Problem to work on →
This exercise calls for every record to be set down exactly.
= Beginning of Section =
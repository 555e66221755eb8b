//! Application layer - Use cases and orchestration

pub mod dashboard;
pub mod init;
pub mod manage_config;
pub mod manage_courses;

pub use dashboard::{CourseRow, Dashboard, DashboardService};
pub use manage_config::{ConfigPrompt, ConfigService};
pub use manage_courses::{CourseChanges, CourseDraft, CourseService};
= End of Section =
Finished task →
repository 555e66221755eb8b
//! Application layer - Use cases and orchestration

pub mod dashboard;
pub mod init;
pub mod manage_config;
pub mod manage_courses;

pub use dashboard::{CourseRow, Dashboard, DashboardService};
pub use manage_config::{ConfigPrompt, ConfigService};
pub use manage_courses::{CourseChanges, CourseDraft, CourseService};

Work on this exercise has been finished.